Colby Cosh finally gets to take a victory lap:
On Thursday the marijuana company Sundial Growers held a ribbon-cutting for its new grow-op in the Alberta town of Olds. I am not sure whether “grow-op” is an acceptable word in the new setting of giant legal cannabis cultivation facilities, but let’s stick with it, if only to call attention to the extraordinariness of what we are witnessing this month in Canada. The launch was held in a small office, and Sundial only received its cultivation licence from Health Canada on Sept. 14, but the first fruits of its pot business are already budding in a room nearby.
The company intends to have a 500,000-square-foot growing facility built in 2019, but its press release points out that it can add more space quickly. I might have been stopped short by the spectacle of the mayor and the (United Conservative) MLA rejoicing as a CEO explained the details of his craft weed business and remarked on plans for a “Sweet Jesus” varietal. But what really struck me is something the mayor said: When the company is up and fully running, he observed, it is going to hire 500 people in Olds, becoming the town’s largest single employer. Olds is, of course, home to Olds College, a century-old agriculture and food research institute: this was a major reason for the new marijuana industry to locate there.

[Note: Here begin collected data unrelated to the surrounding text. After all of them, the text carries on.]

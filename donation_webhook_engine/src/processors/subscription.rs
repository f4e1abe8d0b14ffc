use async_trait::async_trait;
use log::*;

use crate::{
    db_types::{DonationStatus, EventType, RecurringDonation, SubscriptionId, WebhookResponse},
    helpers,
    hooks::WebhookHooks,
    interpreters::SubscriptionInterpreter,
    processors::{
        DonationProcessor,
        WebhookProcessor,
        MSG_FIRST_PAYMENT,
        MSG_RENEWAL,
        MSG_SUBSCRIPTION_DONATION_NOT_MATCHED,
        MSG_SUBSCRIPTION_EXTENSION_HANDLED,
        MSG_SUBSCRIPTION_INTERNAL_ERROR,
        MSG_SUBSCRIPTION_NOT_HANDLED,
        MSG_SUBSCRIPTION_NOT_MATCHED,
    },
    traits::{StoreError, SubscriptionStore},
};

/// Drives the subscription state machine for one webhook event.
///
/// The donation-level event types (completed payment, refund and friends) are delegated to an inner
/// [`DonationProcessor`] rather than re-implemented; this processor only adds the subscription pre-checks and the
/// `renewal` / `first_payment` handlers.
pub struct SubscriptionProcessor<B, I> {
    inner: DonationProcessor<B, I>,
    subscription: Option<RecurringDonation>,
}

impl<B, I> SubscriptionProcessor<B, I>
where
    B: SubscriptionStore,
    I: SubscriptionInterpreter,
{
    pub fn new(store: B, interpreter: I) -> Self {
        Self { inner: DonationProcessor::new(store, interpreter), subscription: None }
    }

    /// The recurring donation this run resolved, if any.
    pub fn recurring_donation(&self) -> Option<&RecurringDonation> {
        self.subscription.as_ref()
    }

    /// The donation this run resolved or created, if any.
    pub fn donation(&self) -> Option<&crate::db_types::Donation> {
        self.inner.donation()
    }

    pub fn interpreter(&self) -> &I {
        self.inner.interpreter()
    }

    pub fn response(&self) -> Option<&WebhookResponse> {
        self.inner.response()
    }

    /// Process the webhook event. Returns true if a built-in handler or an extension hook dealt with it.
    pub async fn run(&mut self, hooks: &WebhookHooks) -> bool {
        self.subscription = self.inner.interpreter.recurring_donation();

        // Without a recurring donation, there's nothing left to do.
        let Some(subscription) = self.subscription.clone() else {
            debug!("🪝️ Webhook event could not be matched to a subscription.");
            self.inner.set_response(MSG_SUBSCRIPTION_NOT_MATCHED, 200);
            return false;
        };

        // Also resolve the donation. Renewals are allowed to have no pre-existing donation.
        self.inner.donation = self.inner.interpreter.donation();
        if self.inner.donation.is_none() && !self.inner.interpreter.is_renewal() {
            debug!("🪝️ Subscription webhook event could not be matched to a donation.");
            self.inner.set_response(MSG_SUBSCRIPTION_DONATION_NOT_MATCHED, 200);
            return false;
        }

        let event = self.inner.interpreter.event_type();
        trace!("🪝️ Processing {event} event for {subscription}");
        let result = match &event {
            EventType::Renewal => self.process_renewal(&subscription).await,
            EventType::FirstPayment => self.process_first_payment(&subscription).await,
            EventType::Other(tag) => {
                let handled = match &hooks.on_unhandled_subscription_event {
                    Some(hook) => hook(false, &subscription, &self.inner.interpreter),
                    None => false,
                };
                if handled {
                    debug!("🪝️ Subscription event {tag} was claimed by an extension hook.");
                    self.inner.set_response(MSG_SUBSCRIPTION_EXTENSION_HANDLED, 200);
                } else {
                    warn!("🪝️ No handler for subscription event type {tag}. Event ignored.");
                    self.inner.set_response(MSG_SUBSCRIPTION_NOT_HANDLED, 200);
                }
                return handled;
            },
            _ => self.delegate_donation_event(&event).await,
        };
        match result {
            Ok(processed) => processed,
            Err(e) => {
                error!("🪝️ Could not process {event} event for subscription #{}. {e}", subscription.id);
                self.inner.set_response(MSG_SUBSCRIPTION_INTERNAL_ERROR, 500);
                false
            },
        }
    }

    /// A renewal charge: materialise a fresh donation from the subscription and adopt it for the rest of the run.
    async fn process_renewal(&mut self, subscription: &RecurringDonation) -> Result<bool, StoreError> {
        let donation =
            self.inner.store.create_renewal_donation(subscription, DonationStatus::Completed).await?;
        info!("🪝️ Created renewal donation #{} for subscription #{}.", donation.id, subscription.id);
        self.inner.donation = Some(donation.clone());
        self.save_gateway_subscription_data(subscription.id).await?;
        self.inner.save_gateway_transaction_data(donation.id).await?;
        self.inner.update_meta(donation.id).await?;
        self.inner.update_logs(donation.id).await?;
        self.inner
            .store
            .add_subscription_log(subscription.id, &format!("Renewal processed. Donation #{}", donation.id))
            .await?;
        self.inner.set_response(MSG_RENEWAL, 200);
        Ok(true)
    }

    /// The first charge of a new subscription: complete the initial donation and activate the subscription.
    async fn process_first_payment(&mut self, subscription: &RecurringDonation) -> Result<bool, StoreError> {
        let Some(donation) = self.inner.donation.clone() else {
            self.inner.set_response(MSG_SUBSCRIPTION_DONATION_NOT_MATCHED, 200);
            return Ok(false);
        };
        self.inner.process_completed_payment(donation.id).await?;
        self.inner.store.renew_subscription(subscription.id).await?;
        self.save_gateway_subscription_data(subscription.id).await?;
        self.inner.update_meta(donation.id).await?;
        self.inner.update_logs(donation.id).await?;
        self.inner.set_response(MSG_FIRST_PAYMENT, 200);
        Ok(true)
    }

    async fn delegate_donation_event(&mut self, event: &EventType) -> Result<bool, StoreError> {
        let Some(donation) = self.inner.donation.clone() else {
            // Only reachable for renewal-flagged events that carry a donation-level event type.
            self.inner.set_response(MSG_SUBSCRIPTION_DONATION_NOT_MATCHED, 200);
            return Ok(false);
        };
        match event {
            EventType::Refund => self.inner.process_refund(donation.id).await,
            EventType::FailedPayment => self.inner.process_failed_payment(donation.id).await,
            EventType::CompletedPayment => self.inner.process_completed_payment(donation.id).await,
            EventType::Cancellation => self.inner.process_cancellation(donation.id).await,
            EventType::UpdatedDonation => self.inner.process_updated_donation(&donation).await,
            // Renewal, FirstPayment and Other are handled by the caller.
            _ => Ok(false),
        }
    }

    /// Save the gateway subscription id and URL onto the recurring donation, if the payload carried them.
    async fn save_gateway_subscription_data(&self, id: SubscriptionId) -> Result<(), StoreError> {
        if let Some(gw_id) = self.inner.interpreter.gateway_subscription_id() {
            self.inner.store.set_gateway_subscription_id(id, &gw_id).await?;
        }
        helpers::set_gateway_subscription_url(
            &self.inner.store,
            id,
            self.inner.interpreter.gateway_subscription_url(),
        )
        .await?;
        Ok(())
    }
}

#[async_trait]
impl<B, I> WebhookProcessor for SubscriptionProcessor<B, I>
where
    B: SubscriptionStore + 'static,
    I: SubscriptionInterpreter + 'static,
{
    async fn process(&mut self, hooks: &WebhookHooks) -> bool {
        self.run(hooks).await
    }

    fn response_status(&self) -> u16 {
        self.inner.response().map(|r| r.status).unwrap_or(200)
    }

    fn response_message(&self) -> String {
        self.inner.response().map(|r| r.message.clone()).unwrap_or_default()
    }
}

How long ago would this scene — being played, as it is, in a naturally conservative part of the Alberta hinterland — have seemed like science fiction or parody? The Sundial facility is dwarfed by the 800,000-square-foot Aurora Sky factory, strategically located near Edmonton’s awkwardly remote international airport in the suburb of Nisku. Everyone who has ever tried to flee Edmonton or come to it through that airport has complained about its preposterous distance from the capital’s downtown, but this turns out to have an unimagined advantage. You can build a spacious agri-pharmaceutical facility at low cost practically next to the runway, establish an ultra-secure, ultra-short supply chain, and presto hemp-o: overnight response to a worldwide medical market for cannabis products becomes a snap.
I am someone who is entitled to a victory lap for having insisted years ago that we were not, as a country, properly imagining the dimensions of a legally unleashed cannabis industry. We had no idea how much economic activity was being annihilated by a perverse, illogical feature of criminal law. Maybe it is time, as Finally Doing The Obvious Thing Day nears, for me to take that victory lap.